TASK: Return the following from the records below: each line, word for word, starting with the line that contains "for outer in" and going on through the line that contains "let round_index = pool.rounds().len()", with nothing outside that range.
== MATERIALS PROVIDED
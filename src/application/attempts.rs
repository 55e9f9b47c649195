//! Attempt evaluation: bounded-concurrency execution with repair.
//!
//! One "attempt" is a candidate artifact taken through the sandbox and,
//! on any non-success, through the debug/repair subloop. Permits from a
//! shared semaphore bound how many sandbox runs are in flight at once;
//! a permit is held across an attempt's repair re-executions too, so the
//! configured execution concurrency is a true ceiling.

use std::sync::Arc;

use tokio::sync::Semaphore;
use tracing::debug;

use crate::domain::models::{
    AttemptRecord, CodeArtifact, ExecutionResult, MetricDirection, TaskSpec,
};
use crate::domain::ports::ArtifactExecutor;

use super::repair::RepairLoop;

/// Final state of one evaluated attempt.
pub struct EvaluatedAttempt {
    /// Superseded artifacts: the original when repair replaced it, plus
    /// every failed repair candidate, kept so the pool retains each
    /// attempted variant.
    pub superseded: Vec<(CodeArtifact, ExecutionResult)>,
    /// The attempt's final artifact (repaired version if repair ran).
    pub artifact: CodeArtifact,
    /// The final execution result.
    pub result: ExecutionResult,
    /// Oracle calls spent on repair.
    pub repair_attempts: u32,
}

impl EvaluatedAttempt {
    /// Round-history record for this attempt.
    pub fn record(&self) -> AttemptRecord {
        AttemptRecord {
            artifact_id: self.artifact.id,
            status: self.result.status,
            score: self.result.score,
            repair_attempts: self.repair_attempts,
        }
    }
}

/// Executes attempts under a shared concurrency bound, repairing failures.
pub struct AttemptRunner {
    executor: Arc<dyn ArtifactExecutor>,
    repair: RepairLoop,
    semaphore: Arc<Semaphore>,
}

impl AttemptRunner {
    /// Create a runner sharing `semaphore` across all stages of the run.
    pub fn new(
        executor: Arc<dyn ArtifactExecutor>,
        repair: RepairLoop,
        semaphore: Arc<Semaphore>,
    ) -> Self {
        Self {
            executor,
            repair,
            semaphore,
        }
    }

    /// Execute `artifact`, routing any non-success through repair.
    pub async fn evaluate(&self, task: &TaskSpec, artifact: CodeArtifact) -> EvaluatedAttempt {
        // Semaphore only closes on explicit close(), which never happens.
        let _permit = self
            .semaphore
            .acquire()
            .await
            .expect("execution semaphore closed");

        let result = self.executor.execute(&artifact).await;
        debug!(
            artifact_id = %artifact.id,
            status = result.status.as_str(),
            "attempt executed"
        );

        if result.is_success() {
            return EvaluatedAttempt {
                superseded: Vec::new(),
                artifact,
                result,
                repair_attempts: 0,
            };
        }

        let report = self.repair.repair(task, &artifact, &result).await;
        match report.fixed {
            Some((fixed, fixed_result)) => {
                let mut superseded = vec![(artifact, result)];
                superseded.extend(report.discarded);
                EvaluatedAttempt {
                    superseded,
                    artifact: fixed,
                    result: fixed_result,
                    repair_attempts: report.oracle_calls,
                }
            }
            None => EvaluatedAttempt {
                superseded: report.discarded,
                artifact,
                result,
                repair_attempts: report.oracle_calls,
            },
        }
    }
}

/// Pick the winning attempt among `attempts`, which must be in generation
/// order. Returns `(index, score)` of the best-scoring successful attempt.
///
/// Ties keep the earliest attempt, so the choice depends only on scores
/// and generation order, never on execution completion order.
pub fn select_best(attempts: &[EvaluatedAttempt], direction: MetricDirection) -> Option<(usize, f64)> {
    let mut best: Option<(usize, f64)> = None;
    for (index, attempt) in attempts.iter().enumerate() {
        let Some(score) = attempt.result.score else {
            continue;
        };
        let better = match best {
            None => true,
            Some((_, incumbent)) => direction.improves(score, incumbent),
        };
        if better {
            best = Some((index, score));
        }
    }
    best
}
====
== MATERIALS PROVIDED
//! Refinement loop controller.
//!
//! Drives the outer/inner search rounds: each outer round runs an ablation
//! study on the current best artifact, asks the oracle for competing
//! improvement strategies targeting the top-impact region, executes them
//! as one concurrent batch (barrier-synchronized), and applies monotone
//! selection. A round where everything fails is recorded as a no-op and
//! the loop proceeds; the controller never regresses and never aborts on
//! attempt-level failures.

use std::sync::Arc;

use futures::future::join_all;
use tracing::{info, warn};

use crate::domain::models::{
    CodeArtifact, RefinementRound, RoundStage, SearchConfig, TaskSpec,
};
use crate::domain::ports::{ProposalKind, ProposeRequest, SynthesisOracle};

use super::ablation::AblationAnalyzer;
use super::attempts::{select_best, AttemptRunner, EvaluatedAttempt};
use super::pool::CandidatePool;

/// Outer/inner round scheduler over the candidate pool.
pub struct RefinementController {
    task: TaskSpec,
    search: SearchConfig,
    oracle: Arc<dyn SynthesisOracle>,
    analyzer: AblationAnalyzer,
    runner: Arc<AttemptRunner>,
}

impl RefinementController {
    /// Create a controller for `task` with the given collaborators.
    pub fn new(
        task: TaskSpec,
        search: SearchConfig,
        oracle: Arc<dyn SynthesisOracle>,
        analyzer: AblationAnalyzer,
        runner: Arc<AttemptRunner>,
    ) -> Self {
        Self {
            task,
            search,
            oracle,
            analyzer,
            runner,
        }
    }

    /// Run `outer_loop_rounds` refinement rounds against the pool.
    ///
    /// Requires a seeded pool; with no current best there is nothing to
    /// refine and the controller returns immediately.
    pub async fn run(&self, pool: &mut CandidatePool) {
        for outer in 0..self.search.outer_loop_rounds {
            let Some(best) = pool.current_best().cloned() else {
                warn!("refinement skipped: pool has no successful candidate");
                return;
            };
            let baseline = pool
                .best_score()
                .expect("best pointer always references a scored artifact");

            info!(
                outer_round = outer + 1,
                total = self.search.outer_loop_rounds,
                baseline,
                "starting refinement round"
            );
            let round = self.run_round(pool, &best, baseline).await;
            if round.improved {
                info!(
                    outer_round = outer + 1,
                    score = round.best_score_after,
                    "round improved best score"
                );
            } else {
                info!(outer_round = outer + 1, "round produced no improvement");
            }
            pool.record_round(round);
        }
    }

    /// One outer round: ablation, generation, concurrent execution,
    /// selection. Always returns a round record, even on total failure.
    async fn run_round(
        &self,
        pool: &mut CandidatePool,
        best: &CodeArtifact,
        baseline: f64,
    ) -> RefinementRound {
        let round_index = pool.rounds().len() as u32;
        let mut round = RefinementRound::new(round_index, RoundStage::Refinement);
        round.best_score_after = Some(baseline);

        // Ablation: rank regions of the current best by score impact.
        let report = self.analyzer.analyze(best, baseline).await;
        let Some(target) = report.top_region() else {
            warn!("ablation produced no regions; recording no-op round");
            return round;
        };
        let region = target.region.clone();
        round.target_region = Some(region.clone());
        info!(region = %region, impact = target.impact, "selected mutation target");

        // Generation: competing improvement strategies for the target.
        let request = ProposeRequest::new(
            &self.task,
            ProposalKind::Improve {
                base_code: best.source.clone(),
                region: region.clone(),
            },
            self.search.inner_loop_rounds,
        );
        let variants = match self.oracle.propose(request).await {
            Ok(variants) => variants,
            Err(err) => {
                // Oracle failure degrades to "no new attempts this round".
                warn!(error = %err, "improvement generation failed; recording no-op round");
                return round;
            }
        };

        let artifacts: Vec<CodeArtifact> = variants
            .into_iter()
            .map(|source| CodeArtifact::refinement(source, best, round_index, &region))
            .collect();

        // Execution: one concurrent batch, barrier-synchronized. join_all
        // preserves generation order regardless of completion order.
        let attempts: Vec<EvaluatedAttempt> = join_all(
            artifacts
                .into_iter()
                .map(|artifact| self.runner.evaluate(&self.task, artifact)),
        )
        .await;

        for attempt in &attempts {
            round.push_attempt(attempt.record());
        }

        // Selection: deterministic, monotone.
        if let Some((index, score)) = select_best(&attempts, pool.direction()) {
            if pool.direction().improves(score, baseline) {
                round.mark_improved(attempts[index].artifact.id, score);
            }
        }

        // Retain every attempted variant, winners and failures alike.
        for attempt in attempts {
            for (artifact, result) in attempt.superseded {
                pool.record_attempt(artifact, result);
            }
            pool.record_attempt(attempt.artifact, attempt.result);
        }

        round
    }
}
====
RESPONSE AREA:
        for outer in 0..self.search.outer_loop_rounds {
            let Some(best) = pool.current_best().cloned() else {
                warn!("refinement skipped: pool has no successful candidate");
                return;
            };
            let baseline = pool
                .best_score()
                .expect("best pointer always references a scored artifact");

            info!(
                outer_round = outer + 1,
                total = self.search.outer_loop_rounds,
                baseline,
                "starting refinement round"
            );
            let round = self.run_round(pool, &best, baseline).await;
            if round.improved {
                info!(
                    outer_round = outer + 1,
                    score = round.best_score_after,
                    "round improved best score"
                );
            } else {
                info!(outer_round = outer + 1, "round produced no improvement");
            }
            pool.record_round(round);
        }
    }

    /// One outer round: ablation, generation, concurrent execution,
    /// selection. Always returns a round record, even on total failure.
    async fn run_round(
        &self,
        pool: &mut CandidatePool,
        best: &CodeArtifact,
        baseline: f64,
    ) -> RefinementRound {
        let round_index = pool.rounds().len() as u32;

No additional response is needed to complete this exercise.